**THE PROBLEM**
Using the entries that follow, count the lines containing the word "ASCII" and give that number by itself.

# # # # #

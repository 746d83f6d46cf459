//! Mesh file I/O.
//!
//! Only ASCII STL is supported. [`stl::read`] and [`stl::write`] work on any
//! reader or writer; [`load`] and [`save`] are file-based shortcuts that also
//! weld on the way in.
//!
//! # Usage
//!
//! ```no_run
//! use stlsmooth::io::{load, save};
//! use stlsmooth::io::stl::WriteOptions;
//! use stlsmooth::mesh::{Mesh, WeldOptions};
//!
//! let mesh: Mesh = load("part.stl", &WeldOptions::default()).unwrap();
//! save(&mesh, "part_copy.stl", &WriteOptions::default()).unwrap();
//! ```

pub mod stl;

use std::path::Path;

use crate::error::Result;
use crate::mesh::{Mesh, MeshIndex, WeldOptions};
use crate::pipeline::Stage;

/// Load an STL file and weld it into a shared-vertex mesh.
pub fn load<P: AsRef<Path>, I: MeshIndex>(path: P, options: &WeldOptions) -> Result<Mesh<I>> {
    let path = path.as_ref();
    let raw = stl::load(path)?;
    raw.weld(options).map_err(|e| e.in_file(path, Stage::Weld))
}

/// Save a mesh as ASCII STL.
pub fn save<P: AsRef<Path>, I: MeshIndex>(
    mesh: &Mesh<I>,
    path: P,
    options: &stl::WriteOptions,
) -> Result<()> {
    stl::save(mesh, path, options)
}
//! Vertex welding.
//!
//! STL stores every triangle with its own copy of each corner. Welding
//! merges copies that lie within a distance tolerance into one shared vertex
//! and records which shared vertices each triangle uses.
//!
//! # Algorithm
//!
//! Triangles are visited in input order, corners in P1, P2, P3 order. Each
//! corner is compared against the vertex list built so far, front to back,
//! and takes the index of the *first* vertex within tolerance. If none
//! matches, the corner is appended as a new vertex. This is O(V²) in the
//! number of unique vertices, and the result depends on input order: when a
//! corner is within tolerance of two vertices, the earlier one wins even if
//! the later one is closer.
//!
//! The tolerance is inclusive: two points exactly `tolerance` apart are the
//! same vertex.

use nalgebra::Point3;
use tracing::{debug, warn};

use super::index::{MeshIndex, VertexId};
use super::trimesh::Mesh;
use crate::error::{MeshError, Result};

/// Default distance below which two vertices are considered identical.
pub const WELD_TOLERANCE: f64 = 1e-7;

/// Options for vertex welding.
#[derive(Debug, Clone, Copy, PartialEq)]
pub struct WeldOptions {
    /// Euclidean distance at or below which two corners are merged.
    pub tolerance: f64,
}

impl Default for WeldOptions {
    fn default() -> Self {
        Self {
            tolerance: WELD_TOLERANCE,
        }
    }
}

impl WeldOptions {
    /// Create options with the specified tolerance.
    pub fn with_tolerance(mut self, tolerance: f64) -> Self {
        self.tolerance = tolerance;
        self
    }
}

/// Weld per-triangle corner positions into a shared-vertex mesh.
///
/// `p1[i]`, `p2[i]` and `p3[i]` are the corners of triangle `i`. Uses
/// [`WELD_TOLERANCE`].
///
/// # Errors
///
/// Returns [`MeshError::TriangleCountMismatch`] if the three slices differ in
/// length, and [`MeshError::IndexOverflow`] if the unique vertices do not fit
/// the index type.
///
/// # Example
///
/// ```
/// use stlsmooth::mesh::{weld, Mesh};
/// use nalgebra::Point3;
///
/// let p1 = vec![Point3::new(0.0, 0.0, 0.0), Point3::new(0.0, 0.0, 0.0)];
/// let p2 = vec![Point3::new(1.0, 0.0, 0.0), Point3::new(1.0, 1.0, 0.0)];
/// let p3 = vec![Point3::new(1.0, 1.0, 0.0), Point3::new(0.0, 1.0, 0.0)];
///
/// let mesh: Mesh = weld(&p1, &p2, &p3).unwrap();
/// assert_eq!(mesh.num_vertices(), 4);
/// ```
pub fn weld<I: MeshIndex>(
    p1: &[Point3<f64>],
    p2: &[Point3<f64>],
    p3: &[Point3<f64>],
) -> Result<Mesh<I>> {
    weld_with_options(p1, p2, p3, &WeldOptions::default())
}

/// Weld per-triangle corner positions using the given options.
///
/// See [`weld`].
pub fn weld_with_options<I: MeshIndex>(
    p1: &[Point3<f64>],
    p2: &[Point3<f64>],
    p3: &[Point3<f64>],
    options: &WeldOptions,
) -> Result<Mesh<I>> {
    if p1.len() != p2.len() || p1.len() != p3.len() {
        return Err(MeshError::TriangleCountMismatch {
            expected: p1.len(),
            p1: p1.len(),
            p2: p2.len(),
            p3: p3.len(),
        });
    }

    let mut vertices: Vec<Point3<f64>> = Vec::new();
    let mut triangles: Vec<[usize; 3]> = Vec::with_capacity(p1.len());

    for ((a, b), c) in p1.iter().zip(p2).zip(p3) {
        let i0 = find_or_add_vertex(&mut vertices, a, options.tolerance);
        let i1 = find_or_add_vertex(&mut vertices, b, options.tolerance);
        let i2 = find_or_add_vertex(&mut vertices, c, options.tolerance);
        triangles.push([i0, i1, i2]);
    }

    if !I::can_address(vertices.len()) {
        return Err(MeshError::IndexOverflow {
            count: vertices.len(),
        });
    }

    let degenerate = triangles
        .iter()
        .filter(|t| t[0] == t[1] || t[1] == t[2] || t[0] == t[2])
        .count();
    if degenerate > 0 {
        warn!(
            "{} of {} triangles collapse onto a repeated vertex",
            degenerate,
            triangles.len()
        );
    }
    debug!(
        "Welded {} corners into {} vertices",
        3 * triangles.len(),
        vertices.len()
    );

    let triangles = triangles
        .into_iter()
        .map(|t| [VertexId::new(t[0]), VertexId::new(t[1]), VertexId::new(t[2])])
        .collect();
    Ok(Mesh::from_welded(vertices, triangles))
}

/// Index of the first vertex within `tolerance` of `p`, appending `p` if none is.
fn find_or_add_vertex(vertices: &mut Vec<Point3<f64>>, p: &Point3<f64>, tolerance: f64) -> usize {
    for (i, v) in vertices.iter().enumerate() {
        if (v - p).norm() <= tolerance {
            return i;
        }
    }
    let idx = vertices.len();
    vertices.push(*p);
    idx
}

#[cfg(test)]
mod tests {
    use super::*;
    use crate::mesh::FaceId;

    fn v(i: usize) -> VertexId {
        VertexId::new(i)
    }

    fn raw(t: &[[[f64; 3]; 3]]) -> (Vec<Point3<f64>>, Vec<Point3<f64>>, Vec<Point3<f64>>) {
        let p = |c: [f64; 3]| Point3::new(c[0], c[1], c[2]);
        (
            t.iter().map(|t| p(t[0])).collect(),
            t.iter().map(|t| p(t[1])).collect(),
            t.iter().map(|t| p(t[2])).collect(),
        )
    }

    #[test]
    fn test_two_triangle_square() {
        let (p1, p2, p3) = raw(&[
            [[0.0, 0.0, 0.0], [1.0, 0.0, 0.0], [1.0, 1.0, 0.0]],
            [[0.0, 0.0, 0.0], [1.0, 1.0, 0.0], [0.0, 1.0, 0.0]],
        ]);
        let mesh: Mesh = weld(&p1, &p2, &p3).unwrap();

        assert_eq!(mesh.num_vertices(), 4);
        assert_eq!(mesh.triangles(), &[[v(0), v(1), v(2)], [v(0), v(2), v(3)]]);

        let adj = mesh.adjacency();
        for (a, b) in [(0, 1), (1, 2), (0, 2), (0, 3), (2, 3)] {
            assert!(adj.are_adjacent(v(a), v(b)));
            assert!(adj.are_adjacent(v(b), v(a)));
        }
        assert!(!adj.are_adjacent(v(1), v(3)));
        assert!(mesh.is_valid());
    }

    #[test]
    fn test_unique_input_is_unchanged() {
        let (p1, p2, p3) = raw(&[
            [[0.0, 0.0, 0.0], [1.0, 0.0, 0.0], [0.0, 1.0, 0.0]],
            [[5.0, 0.0, 0.0], [6.0, 0.0, 0.0], [5.0, 1.0, 0.0]],
        ]);
        let mesh: Mesh = weld(&p1, &p2, &p3).unwrap();

        let expected: Vec<Point3<f64>> = (0..2)
            .flat_map(|i| [p1[i], p2[i], p3[i]])
            .collect();
        assert_eq!(mesh.vertices(), expected.as_slice());
        assert_eq!(
            mesh.triangles(),
            &[[v(0), v(1), v(2)], [v(3), v(4), v(5)]]
        );
    }

    #[test]
    fn test_preserves_winding_order() {
        let (p1, p2, p3) = raw(&[
            [[0.0, 0.0, 0.0], [1.0, 0.0, 0.0], [0.0, 1.0, 0.0]],
            [[0.0, 1.0, 0.0], [1.0, 0.0, 0.0], [1.0, 1.0, 0.0]],
        ]);
        let mesh: Mesh = weld(&p1, &p2, &p3).unwrap();
        assert_eq!(mesh.triangle(FaceId::new(0)), [v(0), v(1), v(2)]);
        assert_eq!(mesh.triangle(FaceId::new(1)), [v(2), v(1), v(3)]);
    }

    #[test]
    fn test_tolerance_boundary_is_inclusive() {
        let (p1, p2, p3) = raw(&[
            [[0.0, 0.0, 0.0], [1.0, 0.0, 0.0], [0.0, 1.0, 0.0]],
            [[1e-7, 0.0, 0.0], [1.0, 0.0, 0.0], [0.0, 1.0, 0.0]],
        ]);
        let mesh: Mesh = weld(&p1, &p2, &p3).unwrap();
        assert_eq!(mesh.num_vertices(), 3);
        assert_eq!(mesh.triangle(FaceId::new(1)), [v(0), v(1), v(2)]);
    }

    #[test]
    fn test_beyond_tolerance_stays_separate() {
        let (p1, p2, p3) = raw(&[
            [[0.0, 0.0, 0.0], [1.0, 0.0, 0.0], [0.0, 1.0, 0.0]],
            [[2e-7, 0.0, 0.0], [1.0, 0.0, 0.0], [0.0, 1.0, 0.0]],
        ]);
        let mesh: Mesh = weld(&p1, &p2, &p3).unwrap();
        assert_eq!(mesh.num_vertices(), 4);
    }

    #[test]
    fn test_first_match_wins_over_nearest() {
        // Vertex 0 at x=0, vertex 1 at x=1.5. A corner at x=1.0 is within
        // tolerance 1.0 of both and is closer to vertex 1.
        let (p1, p2, p3) = raw(&[
            [[0.0, 0.0, 0.0], [1.5, 0.0, 0.0], [0.0, 10.0, 0.0]],
            [[1.0, 0.0, 0.0], [0.0, 10.0, 0.0], [1.5, 0.0, 0.0]],
        ]);
        let options = WeldOptions::default().with_tolerance(1.0);
        let mesh: Mesh = weld_with_options(&p1, &p2, &p3, &options).unwrap();
        assert_eq!(mesh.triangle(FaceId::new(1))[0], v(0));
    }

    #[test]
    fn test_degenerate_triangle_tolerated() {
        let (p1, p2, p3) = raw(&[[[0.0, 0.0, 0.0], [0.0, 0.0, 0.0], [1.0, 0.0, 0.0]]]);
        let mesh: Mesh = weld(&p1, &p2, &p3).unwrap();
        assert_eq!(mesh.num_vertices(), 2);
        assert_eq!(mesh.triangle(FaceId::new(0)), [v(0), v(0), v(1)]);
        assert!(mesh.adjacency().are_adjacent(v(0), v(0)));
        assert_eq!(mesh.degenerate_triangles().count(), 1);
    }

    #[test]
    fn test_mismatched_lengths_rejected() {
        let p = vec![Point3::origin(); 2];
        let short = vec![Point3::origin(); 1];
        let err = weld::<u32>(&p, &p, &short).unwrap_err();
        assert!(matches!(
            err,
            MeshError::TriangleCountMismatch { expected: 2, p1: 2, p2: 2, p3: 1 }
        ));
    }

    #[test]
    fn test_empty_input() {
        let mesh: Mesh = weld(&[], &[], &[]).unwrap();
        assert_eq!(mesh.num_vertices(), 0);
        assert_eq!(mesh.num_triangles(), 0);
        assert!(mesh.is_valid());
    }
}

# # # # #

**ANSWER BELOW**
2